His jaw muscles tensed with impatience, and his brow furrowed. “What is special about killing a buffalo?”
“This was no ordinary buffalo. This one was
white.

His eyes glanced all over me and my horse, as if trying to decide if I were playing a trick on him, or if I had simply gone mad. “White? What do you mean?” he demanded.
“The robe.
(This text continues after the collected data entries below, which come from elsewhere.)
//! Address commands - show or change the saved device address.

use clap::Subcommand;
use console::style;

use dg_core::config::{ConfigHandle, Environment};
use dg_core::error::DgResult;

use crate::OutputFormat;

#[derive(Subcommand)]
pub enum AddressAction {
    /// Show the saved address and the URL it resolves to.
    Show,
    /// Save a new device address (host, host:port or ws/wss URL).
    Set {
        /// Device address.
        address: String,
    },
}

pub async fn run(config: ConfigHandle, action: AddressAction, format: OutputFormat) -> DgResult<()> {
    match action {
        AddressAction::Show => {
            let cfg = config.read().await;
            let environment = Environment::resolve(cfg.server.environment);
            let url = cfg.target().ok().map(|t| t.url());
            match format {
                OutputFormat::Json => super::print_json(&serde_json::json!({
                    "address": cfg.server.address,
                    "environment": environment,
                    "url": url,
                })),
                OutputFormat::Text => {
                    if !cfg.is_server_configured() {
                        println!("No device address saved.");
                        return Ok(());
                    }
                    println!("  Address:     {}", cfg.server.address);
                    println!("  Environment: {environment:?}");
                    match url {
                        Some(url) => println!("  URL:         {url}"),
                        None => println!("  URL:         {}", style("invalid").red()),
                    }
                }
            }
        }
        AddressAction::Set { address } => {
            config.save_address(&address).await?;
            let url = config.read().await.target()?.url();
            match format {
                OutputFormat::Json => super::print_json(&serde_json::json!({
                    "address": address.trim(),
                    "url": url,
                })),
                OutputFormat::Text => {
                    println!("{} Device address saved: {url}", style("OK").green().bold())
                }
            }
        }
    }
    Ok(())
}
White as the whitest blizzard. White as a lone cloud in the summer sky. White as the froth on a mountain river or the bloom of a yucca.”
He looked at me in disbelief for a moment or two, then I saw the realization spread across his face. He took in a deep breath and leaned toward me to put his hand on my shoulder. “Where is your shirt?”
“I left it on the white buffalo, to ward off wolves.”
He tried to remain the stoic leader, for we both knew he would become chief of the band with Shaved Head nursing a
broken leg, but Kills Something could not hold back a slight smile. “Get your wife and go take care of that kill,” he ordered. “Be very careful with the hide. Say the proper prayers.”
“I will.”
“Have you told anyone else?”
“No. The white buffalo is beyond the rest of the kills. There will be no one in sight.”
“Good. Tell no one, and do not bring the hide into camp until sundown. Everyone must make meat now, but if they hear of your kill, they will all abandon their duties to go see it.”
I did as Kills Something ordered. I got Westerly, who was ready to go to work. I also got another shirt, for my skin looked like gooseflesh in the cold air. I did not tell Westerly about the white buffalo, as I wanted to surprise her. When she saw it, she almost wept. She was so moved that she could not speak. Her people, the Cheyennes, venerated the white bison as highly as any nation on the plains. We offered prayers of thanks to the spirits in both Cheyenne and Comanche, then meticulously went about our task of separating the sacred hide from the rare beast.
By sundown, Kills Something had told Burnt Belly about my kill, and the old shaman had made medicine and consulted the spirits. When Westerly and I came into camp at dusk and unveiled the white robe, Burnt Belly was already prepared. Criers scurried through the camp and crowds gathered to see the holy pelt. When the gathering reached its zenith, Burnt Belly called for silence and told what must be done with the hide.
The wives of the warriors of the Big Horses Brotherhood would make a special lodge for the white robe, where it would forevermore reside. Westerly, as wife of the man who had killed the sacred beast, would choose three women to help her cure the hide. The three women would come from the three villages of Indians camped here together—two Kiowas and one Comanche. Organizing this project came as quite an honor for Westerly, for she was Cheyenne by blood, but she was my wife, and I was a full member of the tribe, especially now. She was quite pleased, as was almost everyone in the big camp-together. Feasting and dancing followed Burnt Belly's announcement, and few went to sleep before dawn.